//! Definition lookup for ranked words.
//!
//! Lookups run on the blocking thread pool with a bounded number in flight. Results are
//! gathered in input order, so the ranking from [`crate::transform`] survives enrichment.

use crate::config::EnrichOptions;
use crate::error::{Result, WordFreqError};
use crate::progress::{ProgressReporter, ProgressUpdate, report_progress};
use crate::tags::GrammaticalClass;
use crate::transform::WordEntry;
use futures::stream::{self, StreamExt};
use log::{debug, info};
use serde::{Deserialize, Serialize};
use std::sync::Arc;
use std::time::{Duration, Instant};
use tokio::{task, time};

/// One definition offered by the lexical database for a word.
#[derive(Debug, Clone, PartialEq, Eq)]
pub struct DefinitionCandidate {
    /// Identifier of the sense group the definition belongs to.
    pub synset_id: String,
    pub definition: String,
}

/// A read-only source of definitions, one lookup per grammatical class.
///
/// Candidates come back most common sense first. An empty result means the database does not
/// know the word in that class; an `Err` means the database itself failed.
pub trait LexicalDatabase: Send + Sync + 'static {
    fn lookup_noun(&self, word: &str) -> Result<Vec<DefinitionCandidate>>;
    fn lookup_verb(&self, word: &str) -> Result<Vec<DefinitionCandidate>>;
    fn lookup_adjective(&self, word: &str) -> Result<Vec<DefinitionCandidate>>;
    fn lookup_adverb(&self, word: &str) -> Result<Vec<DefinitionCandidate>>;
}

pub type LookupFn<D> = fn(&D, &str) -> Result<Vec<DefinitionCandidate>>;

/// The database operation serving `class`.
pub fn lookup_operation<D: LexicalDatabase>(class: GrammaticalClass) -> LookupFn<D> {
    match class {
        GrammaticalClass::Noun => D::lookup_noun,
        GrammaticalClass::Verb => D::lookup_verb,
        GrammaticalClass::Adjective => D::lookup_adjective,
        GrammaticalClass::Adverb => D::lookup_adverb,
    }
}

/// The first candidate's definition, trimmed. Blank definitions count as none.
pub fn select_definition(candidates: &[DefinitionCandidate]) -> Option<String> {
    candidates
        .first()
        .map(|c| c.definition.trim())
        .filter(|d| !d.is_empty())
        .map(str::to_string)
}

/// A ranked word with its definition; the shape written to the word list.
#[derive(Debug, Clone, PartialEq, Serialize, Deserialize)]
pub struct EnrichedWordEntry {
    pub word: String,
    pub pos: GrammaticalClass,
    pub freq: Option<i64>,
    pub disp: Option<f64>,
    pub ra: Option<i64>,
    pub definition: String,
}

impl EnrichedWordEntry {
    pub fn new(entry: WordEntry, definition: String) -> Self {
        EnrichedWordEntry {
            word: entry.word,
            pos: entry.pos,
            freq: entry.freq,
            disp: entry.disp,
            ra: entry.ra,
            definition,
        }
    }
}

/// Attaches definitions to `entries`, dropping words the database cannot define.
///
/// The first failed or timed-out lookup aborts the whole stage.
pub async fn enrich<D: LexicalDatabase>(
    entries: Vec<WordEntry>,
    database: Arc<D>,
    options: &EnrichOptions,
    reporter: Option<&ProgressReporter>,
) -> Result<Vec<EnrichedWordEntry>> {
    options.validate()?;
    let start_time = Instant::now();
    let total = entries.len() as u64;
    let stage_desc = "Looking up definitions".to_string();
    info!(
        "Looking up definitions for {} words (up to {} at a time)...",
        total, options.concurrency
    );
    report_progress(reporter, ProgressUpdate::new_stage(stage_desc.clone(), Some(total)));

    let lookup_timeout = options.lookup_timeout;
    let mut lookups = stream::iter(entries)
        .map(|entry| lookup_entry(Arc::clone(&database), entry, lookup_timeout))
        .buffered(options.concurrency);

    let mut enriched = Vec::new();
    let mut completed = 0u64;
    while let Some(result) = lookups.next().await {
        let (entry, definition) = result?;
        completed += 1;
        report_progress(
            reporter,
            ProgressUpdate::new(
                stage_desc.clone(),
                completed,
                Some(total),
                Some(entry.word.clone()),
            ),
        );
        match definition {
            Some(definition) => enriched.push(EnrichedWordEntry::new(entry, definition)),
            None => debug!("No {} definition for '{}', dropping it.", entry.pos, entry.word),
        }
    }

    info!(
        "Found definitions for {} of {} words. Took {:.2?}",
        enriched.len(),
        total,
        start_time.elapsed()
    );
    Ok(enriched)
}

async fn lookup_entry<D: LexicalDatabase>(
    database: Arc<D>,
    entry: WordEntry,
    limit: Duration,
) -> Result<(WordEntry, Option<String>)> {
    let lookup = lookup_operation::<D>(entry.pos);
    let word = entry.word.clone();
    let handle = task::spawn_blocking(move || lookup(&*database, &word));

    let candidates = match time::timeout(limit, handle).await {
        Ok(joined) => joined?.map_err(|e| lookup_error(&entry, e.to_string()))?,
        Err(_) => {
            return Err(lookup_error(&entry, format!("timed out after {:?}", limit)));
        }
    };
    let definition = select_definition(&candidates);
    Ok((entry, definition))
}

fn lookup_error(entry: &WordEntry, reason: String) -> WordFreqError {
    WordFreqError::LookupError {
        word: entry.word.clone(),
        class: entry.pos,
        reason,
    }
}

#[cfg(test)]
mod tests {
    use super::*;
    use std::collections::HashMap;
    use std::sync::Mutex;

    /// In-memory database; words listed in `slow` sleep before answering.
    #[derive(Default)]
    struct FakeDatabase {
        definitions: HashMap<(GrammaticalClass, String), Vec<String>>,
        slow: HashMap<String, Duration>,
        broken: Option<String>,
        calls: Mutex<Vec<(GrammaticalClass, String)>>,
    }

    impl FakeDatabase {
        fn define(mut self, class: GrammaticalClass, word: &str, definitions: &[&str]) -> Self {
            self.definitions.insert(
                (class, word.to_string()),
                definitions.iter().map(|d| d.to_string()).collect(),
            );
            self
        }

        fn lookup(&self, class: GrammaticalClass, word: &str) -> Result<Vec<DefinitionCandidate>> {
            self.calls.lock().unwrap().push((class, word.to_string()));
            if let Some(delay) = self.slow.get(word) {
                std::thread::sleep(*delay);
            }
            if self.broken.as_deref() == Some(word) {
                return Err(WordFreqError::Internal("database unavailable".to_string()));
            }
            Ok(self
                .definitions
                .get(&(class, word.to_string()))
                .map(|defs| {
                    defs.iter()
                        .enumerate()
                        .map(|(i, d)| DefinitionCandidate {
                            synset_id: format!("{}-{}", word, i),
                            definition: d.clone(),
                        })
                        .collect()
                })
                .unwrap_or_default())
        }
    }

    impl LexicalDatabase for FakeDatabase {
        fn lookup_noun(&self, word: &str) -> Result<Vec<DefinitionCandidate>> {
            self.lookup(GrammaticalClass::Noun, word)
        }
        fn lookup_verb(&self, word: &str) -> Result<Vec<DefinitionCandidate>> {
            self.lookup(GrammaticalClass::Verb, word)
        }
        fn lookup_adjective(&self, word: &str) -> Result<Vec<DefinitionCandidate>> {
            self.lookup(GrammaticalClass::Adjective, word)
        }
        fn lookup_adverb(&self, word: &str) -> Result<Vec<DefinitionCandidate>> {
            self.lookup(GrammaticalClass::Adverb, word)
        }
    }

    fn word(word: &str, pos: GrammaticalClass, freq: i64) -> WordEntry {
        WordEntry {
            word: word.to_string(),
            pos,
            freq: Some(freq),
            disp: Some(0.5),
            ra: Some(freq),
        }
    }

    #[test]
    fn test_select_definition_trims_first_candidate() {
        let candidates = vec![
            DefinitionCandidate {
                synset_id: "s1".into(),
                definition: "  a piece of furniture  ".into(),
            },
            DefinitionCandidate {
                synset_id: "s2".into(),
                definition: "something else".into(),
            },
        ];
        assert_eq!(
            select_definition(&candidates),
            Some("a piece of furniture".to_string())
        );
        assert_eq!(select_definition(&[]), None);
        let blank = vec![DefinitionCandidate {
            synset_id: "s3".into(),
            definition: " \t ".into(),
        }];
        assert_eq!(select_definition(&blank), None);
    }

    #[test]
    fn test_lookup_operation_dispatches_by_class() {
        let db = FakeDatabase::default();
        for class in GrammaticalClass::ALL {
            lookup_operation::<FakeDatabase>(class)(&db, "probe").unwrap();
        }
        let calls = db.calls.lock().unwrap();
        let classes: Vec<_> = calls.iter().map(|(c, _)| *c).collect();
        assert_eq!(classes, GrammaticalClass::ALL.to_vec());
    }

    #[tokio::test]
    async fn test_enrich_desk_and_drops_unknown_words() {
        let db = FakeDatabase::default()
            .define(GrammaticalClass::Noun, "desk", &["  a piece of furniture  "])
            // Defined as a verb only, so a noun lookup finds nothing.
            .define(GrammaticalClass::Verb, "zorb", &["to roll downhill in a ball"]);
        let entries = vec![
            word("desk", GrammaticalClass::Noun, 120),
            word("zorb", GrammaticalClass::Noun, 130),
        ];

        let enriched = enrich(entries, Arc::new(db), &EnrichOptions::default(), None)
            .await
            .unwrap();
        assert_eq!(enriched.len(), 1);
        assert_eq!(enriched[0].word, "desk");
        assert_eq!(enriched[0].pos, GrammaticalClass::Noun);
        assert_eq!(enriched[0].definition, "a piece of furniture");
        assert_eq!(enriched[0].freq, Some(120));
    }

    #[tokio::test(flavor = "multi_thread", worker_threads = 4)]
    async fn test_enrich_preserves_order_when_lookups_finish_out_of_order() {
        let mut db = FakeDatabase::default();
        let mut entries = Vec::new();
        for i in 0..20u64 {
            let w = format!("word{}", i);
            db = db.define(GrammaticalClass::Adjective, &w, &["def"]);
            // Earlier words take longer.
            db.slow.insert(w.clone(), Duration::from_millis((20 - i) * 5));
            entries.push(word(&w, GrammaticalClass::Adjective, i as i64));
        }
        let expected: Vec<_> = entries.iter().map(|e| e.word.clone()).collect();

        let options = EnrichOptions {
            concurrency: 8,
            ..EnrichOptions::default()
        };
        let enriched = enrich(entries, Arc::new(db), &options, None).await.unwrap();
        let words: Vec<_> = enriched.into_iter().map(|e| e.word).collect();
        assert_eq!(words, expected);
    }

    #[tokio::test]
    async fn test_enrich_lookup_failure_is_fatal() {
        let db = FakeDatabase {
            broken: Some("desk".to_string()),
            ..FakeDatabase::default()
        };
        let entries = vec![word("desk", GrammaticalClass::Noun, 1)];
        match enrich(entries, Arc::new(db), &EnrichOptions::default(), None).await {
            Err(WordFreqError::LookupError { word, class, reason }) => {
                assert_eq!(word, "desk");
                assert_eq!(class, GrammaticalClass::Noun);
                assert!(reason.contains("database unavailable"));
            }
            other => panic!("expected lookup error, got {:?}", other),
        }
    }

    #[tokio::test]
    async fn test_enrich_lookup_timeout_is_fatal() {
        let mut db = FakeDatabase::default().define(GrammaticalClass::Verb, "wait", &["to stay"]);
        db.slow.insert("wait".to_string(), Duration::from_millis(300));
        let options = EnrichOptions {
            concurrency: 1,
            lookup_timeout: Duration::from_millis(20),
        };
        let entries = vec![word("wait", GrammaticalClass::Verb, 1)];
        let result = enrich(entries, Arc::new(db), &options, None).await;
        assert!(matches!(result, Err(WordFreqError::LookupError { .. })));
    }

    #[tokio::test]
    async fn test_enrich_reports_progress_per_word() {
        let db = FakeDatabase::default().define(GrammaticalClass::Adverb, "well", &["in a good way"]);
        let seen = Arc::new(Mutex::new(Vec::new()));
        let sink = Arc::clone(&seen);
        let reporter = ProgressReporter::new(Box::new(move |update: ProgressUpdate| {
            sink.lock().unwrap().push((update.current_item, update.total_items));
            true
        }));
        let entries = vec![
            word("well", GrammaticalClass::Adverb, 1),
            word("unknown", GrammaticalClass::Adverb, 2),
        ];
        enrich(entries, Arc::new(db), &EnrichOptions::default(), Some(&reporter))
            .await
            .unwrap();
        assert_eq!(
            *seen.lock().unwrap(),
            vec![(0, Some(2)), (1, Some(2)), (2, Some(2))]
        );
    }
}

▸ **Exercise directions**: From the entries above, copy every line that holds the word "LookupError".

▸ **Exercise answer**:
    WordFreqError::LookupError {
            Err(WordFreqError::LookupError { word, class, reason }) => {
        assert!(matches!(result, Err(WordFreqError::LookupError { .. })));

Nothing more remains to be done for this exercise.